> **Data for review**
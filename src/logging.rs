// ==========================================
// 日志系统初始化
// ==========================================
// tracing + tracing-subscriber, RUST_LOG 控制级别
// ==========================================

use tracing_subscriber::{fmt, EnvFilter};

/// 默认过滤器: 本库 info, 慢查询 warn
const DEFAULT_FILTER: &str = "info,slow_sql=warn";

/// 初始化日志系统
///
/// # 环境变量
/// - RUST_LOG: 日志级别过滤器
///   例如: RUST_LOG=debug 或 RUST_LOG=fleet_rework_analytics=trace,perf=info
/// - FLEET_REWORK_LOG_JSON: 设为 1 时输出 JSON 行
///
/// # 示例
/// ```no_run
/// use fleet_rework_analytics::logging;
/// logging::init();
/// ```
pub fn init() {
    let filter =
        EnvFilter::try_from_default_env().unwrap_or_else(|_| EnvFilter::new(DEFAULT_FILTER));

    let json = std::env::var("FLEET_REWORK_LOG_JSON")
        .map(|v| v.trim() == "1")
        .unwrap_or(false);

    // 日志写 stderr, stdout 留给报表 JSON
    let builder = fmt()
        .with_env_filter(filter)
        .with_writer(std::io::stderr)
        .with_target(true)
        .with_line_number(true);

    if json {
        let _ = builder.json().try_init();
    } else {
        let _ = builder.try_init();
    }
}

/// 初始化测试环境的日志系统
pub fn init_test() {
    let _ = fmt()
        .with_env_filter(EnvFilter::new("debug"))
        .with_test_writer()
        .try_init();
}
// ==========================================
// 车队维修返工分析系统 - 请求参数校验
// ==========================================
// 职责: 在 API 边界把原始参数转换为强类型（日期区间、返工阈值、维度）
// ==========================================

use crate::api::error::{ApiError, ApiResult};
use crate::domain::types::{Dimension, MinGapDays};
use crate::repository::filter::DateRange;
use chrono::NaiveDate;

/// 解析 ISO-8601 日期 (YYYY-MM-DD)
pub fn parse_iso_date(field: &str, raw: &str) -> ApiResult<NaiveDate> {
    NaiveDate::parse_from_str(raw.trim(), "%Y-%m-%d").map_err(|_| {
        ApiError::InvalidInput(format!("{} 不是有效的 YYYY-MM-DD 日期: {:?}", field, raw))
    })
}

/// 校验日期区间（闭区间, 起始不得晚于结束）
pub fn validate_date_range(date_from: &str, date_to: &str) -> ApiResult<DateRange> {
    let from = parse_iso_date("date_from", date_from)?;
    let to = parse_iso_date("date_to", date_to)?;
    DateRange::new(from, to).ok_or_else(|| {
        ApiError::InvalidInput(format!("起始日期 {} 晚于结束日期 {}", from, to))
    })
}

/// 校验返工阈值: 必填, 正整数
pub fn validate_min_gap_days(min_gap_days: Option<i64>) -> ApiResult<MinGapDays> {
    let days = min_gap_days
        .ok_or_else(|| ApiError::InvalidInput("缺少返工阈值 min_gap_days".to_string()))?;
    MinGapDays::new(days)
        .ok_or_else(|| ApiError::InvalidInput(format!("返工阈值必须为正整数天数: {}", days)))
}

/// 解析分组维度; 空列表表示整体
pub fn validate_dimensions(names: &[String]) -> ApiResult<Vec<Dimension>> {
    names
        .iter()
        .map(|name| {
            name.parse::<Dimension>()
                .map_err(|e| ApiError::InvalidInput(e.to_string()))
        })
        .collect()
}

#[cfg(test)]
mod tests {
    use super::*;

    #[test]
    fn test_validate_date_range() {
        let range = validate_date_range("2024-01-01", " 2024-03-31").unwrap();
        assert_eq!(range.from, NaiveDate::from_ymd_opt(2024, 1, 1).unwrap());

        assert!(matches!(
            validate_date_range("2024-04-01", "2024-03-31"),
            Err(ApiError::InvalidInput(_))
        ));
        assert!(matches!(
            validate_date_range("01/04/2024", "2024-03-31"),
            Err(ApiError::InvalidInput(_))
        ));
    }

    #[test]
    fn test_validate_min_gap_days() {
        assert_eq!(validate_min_gap_days(Some(15)).unwrap().days(), 15);
        assert!(validate_min_gap_days(None).is_err());
        assert!(validate_min_gap_days(Some(0)).is_err());
        assert!(validate_min_gap_days(Some(-10)).is_err());
    }

    #[test]
    fn test_validate_dimensions() {
        let dims = validate_dimensions(&["workshop".to_string(), "month".to_string()]).unwrap();
        assert_eq!(dims, vec![Dimension::Workshop, Dimension::Month]);
        assert!(validate_dimensions(&["color".to_string()]).is_err());
    }
}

> **Goal of the exercise**
Check each line in the entries above for the string "Some", then give the number of matching lines alone.

> **Answer to this exercise**
3